Coronavirus Woes Deepening: Why now?
The worst seems to have passed for China, with daily cases of COVID-19 reaching new lows. However, the markets have not reacted favorably to this news and instead, we observe several equities and commodities reaching new lows.
One of the biggest questions investors faced on Monday is: “Why now?”. Indeed, most investors would expect markets to react violently when cases of COVID-19 peaked in China, with the cause and means of transmission remaining largely unknown. This can be easily explained: The trade war has already caused enough damage to the Chinese economy and most investors have priced in China’s declining economic growth. Another blow to the Chinese economy will not have a large impact on investors’ sentiments.
Widening Global Impact
Monday’s equity slide is a reflection of investors’ concerns over the global economy. The true impact is increasingly obvious as major companies report missing sales and profit earnings. Microsoft has also issued a financial warning statement on the 27th of February, a week after Apple did so. The list of companies affected by the coronavirus outbreak has been rapidly expanding, comprising corporate giants such as Disney, Qualcomm, and Walmart.

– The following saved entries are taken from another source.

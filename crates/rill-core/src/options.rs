//! Source configuration
//!
//! Two knobs, both fixed at construction:
//! - `buffer_size`: cap on retained replay history
//! - `use_common_stream`: share one live stream between all sinks and keep
//!   no history at all

use serde::{Deserialize, Serialize};

use crate::SourceResult;

/// Retained history limit
#[derive(Debug, Clone, Copy, PartialEq, Eq, Default, Serialize, Deserialize)]
#[serde(rename_all = "snake_case")]
pub enum BufferSize {
    /// History is never evicted
    #[default]
    Unbounded,
    /// History is subject to the eviction rule of [`crate::EventLog::record`]
    Bounded(usize),
}

impl BufferSize {
    #[inline]
    pub fn is_bounded(self) -> bool {
        matches!(self, BufferSize::Bounded(_))
    }

    /// The numeric limit, `None` when unbounded
    #[inline]
    pub fn limit(self) -> Option<usize> {
        match self {
            BufferSize::Unbounded => None,
            BufferSize::Bounded(n) => Some(n),
        }
    }
}

impl From<usize> for BufferSize {
    fn from(n: usize) -> Self {
        BufferSize::Bounded(n)
    }
}

impl From<Option<usize>> for BufferSize {
    fn from(n: Option<usize>) -> Self {
        n.map_or(BufferSize::Unbounded, BufferSize::Bounded)
    }
}

/// Source construction options
#[derive(Debug, Clone, Copy, PartialEq, Eq, Default, Serialize, Deserialize)]
#[serde(default)]
pub struct SourceOptions {
    /// Replay history cap
    pub buffer_size: BufferSize,
    /// true - all sinks listen to one common live stream, nothing is replayed
    /// false - each sink gets the retained history replayed on connect
    pub use_common_stream: bool,
}

impl SourceOptions {
    /// Unbounded history, per-consumer replay
    pub const DEFAULT: SourceOptions = SourceOptions {
        buffer_size: BufferSize::Unbounded,
        use_common_stream: false,
    };

    pub fn new() -> Self {
        Self::DEFAULT
    }

    /// Options for a shared live stream
    pub fn shared() -> Self {
        Self::DEFAULT.with_common_stream(true)
    }

    /// Bound the replay history to `n` entries
    pub fn with_buffer_size(mut self, n: usize) -> Self {
        self.buffer_size = BufferSize::Bounded(n);
        self
    }

    pub fn with_buffer(mut self, buffer_size: BufferSize) -> Self {
        self.buffer_size = buffer_size;
        self
    }

    pub fn with_common_stream(mut self, use_common_stream: bool) -> Self {
        self.use_common_stream = use_common_stream;
        self
    }

    /// Parse options from JSON. Missing fields keep their defaults.
    pub fn from_json(json: &str) -> SourceResult<Self> {
        Ok(serde_json::from_str(json)?)
    }
}
//! Error types for Rill sources

use thiserror::Error;

/// Errors raised while propagating through a source graph
#[derive(Error, Debug)]
pub enum SourceError {
    // Sink errors
    #[error("Sink rejected value: {0}")]
    SinkRejected(String),

    #[error("Sink failed to close: {0}")]
    SinkCloseFailed(String),

    // Configuration errors
    #[error("Invalid source options: {0}")]
    InvalidOptions(#[from] serde_json::Error),
}

impl SourceError {
    /// Shorthand for a sink refusing a value
    pub fn rejected(reason: impl Into<String>) -> Self {
        SourceError::SinkRejected(reason.into())
    }

    /// Shorthand for a sink failing on close
    pub fn close_failed(reason: impl Into<String>) -> Self {
        SourceError::SinkCloseFailed(reason.into())
    }
}

/// Result type for Rill operations
pub type SourceResult<T> = Result<T, SourceError>;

The spread in South Korea has been a major cause for concern. The outbreak which was largely contained within China, exploded in South Korea, with over 1200 cases reported as of 27th February 2020. The number of new cases discovered outside China also surpassed the number of new cases discovered within China, sparking a new wave of global panic. Yellen, former chair of the Federal Reserve, also stated that the coronavirus outbreak could tip the U.S economy over the brink into a recession.
Figure 1: S&P Index (Source – Reuters)
The steep sell-off on Monday led to the biggest drop in the S&P index in almost 5 months. Within 2 days, the index plummeted 6.3%. This was also accompanied by a plunge in the Nasdaq Composite Index and the Dow Jones Industrial Average Index. As mentioned previously, the index was in an overbought state. The coronavirus global outbreak was merely the breaking point. We do expect bearish conditions to persist. Further sell-offs could occur once there are observable impacts on corporate earnings and economic growth.

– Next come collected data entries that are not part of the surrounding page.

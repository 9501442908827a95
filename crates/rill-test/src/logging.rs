//! Tracing setup for tests and benches

/// Install a fmt subscriber filtered by `RUST_LOG` (default `warn`).
///
/// Safe to call from every test: only the first call installs anything.
pub fn init_tracing() {
    let _ = tracing_subscriber::fmt()
        .with_env_filter(
            tracing_subscriber::EnvFilter::try_from_default_env()
                .unwrap_or_else(|_| tracing_subscriber::EnvFilter::new("warn")),
        )
        .with_test_writer()
        .try_init();
}
//! Faulty sinks for partial-failure testing
//!
//! A failing sink aborts the upstream fan-out; these sinks make that
//! failure happen at a chosen point.

use std::sync::atomic::{AtomicUsize, Ordering};
use std::sync::Arc;

use rill_core::{Event, Sink, SinkId, SourceError, SourceResult};

use crate::Recorder;

/// When a [`FaultySink`] fails
#[derive(Clone, Copy, Debug, PartialEq, Eq)]
pub enum Fault {
    /// Reject the n-th push (1-based), accept all others
    OnPush(usize),
    /// Reject every push
    EveryPush,
    /// Fail when closed
    OnClose,
}

/// Sink that records accepted deliveries and fails according to a [`Fault`]
#[derive(Debug)]
pub struct FaultySink<T> {
    fault: Fault,
    pushes: Arc<AtomicUsize>,
    accepted: Recorder<T>,
}

impl<T> Clone for FaultySink<T> {
    fn clone(&self) -> Self {
        Self {
            fault: self.fault,
            pushes: self.pushes.clone(),
            accepted: self.accepted.clone(),
        }
    }
}

impl<T: Clone> FaultySink<T> {
    pub fn new(fault: Fault) -> Self {
        Self {
            fault,
            pushes: Arc::new(AtomicUsize::new(0)),
            accepted: Recorder::new(),
        }
    }

    /// Push attempts seen, failed ones included
    pub fn attempts(&self) -> usize {
        self.pushes.load(Ordering::SeqCst)
    }

    /// Deliveries that were accepted
    pub fn accepted(&self) -> Vec<Event<T>> {
        self.accepted.events()
    }
}

impl<T: Clone + Send> Sink<T> for FaultySink<T> {
    fn push(&self, value: T) -> SourceResult<()> {
        let attempt = self.pushes.fetch_add(1, Ordering::SeqCst) + 1;
        match self.fault {
            Fault::OnPush(n) if n == attempt => {
                Err(SourceError::rejected(format!("push #{attempt} rejected")))
            }
            Fault::EveryPush => Err(SourceError::rejected("sink rejects all values")),
            _ => self.accepted.push(value),
        }
    }

    fn close(&self) -> SourceResult<()> {
        if self.fault == Fault::OnClose {
            return Err(SourceError::close_failed("sink refuses to close"));
        }
        Sink::<T>::close(&self.accepted)
    }

    fn sink_id(&self) -> SinkId {
        SinkId::of(&*self.pushes)
    }
}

Opportunities for the Average Retail Investor
To quote Larry Kudlow, “The virus story is not going to last forever”. Volatility in the market equates to opportunity, and retail investors such who were previously looking to buy into the various indices will now find that it’s cheaper to do so. Besides, with the introduction of the Micro Indices contracts, the margin required to be paid upfront is much smaller relative to the Mini Indices contracts.
From now till 30 June 2020, you can trade US Micro indices at only USD1.50! Additionally, you stand to receive more than SGD500 when you trade with Phillip Futures during the promotional period. Please feel free to contact us for further information.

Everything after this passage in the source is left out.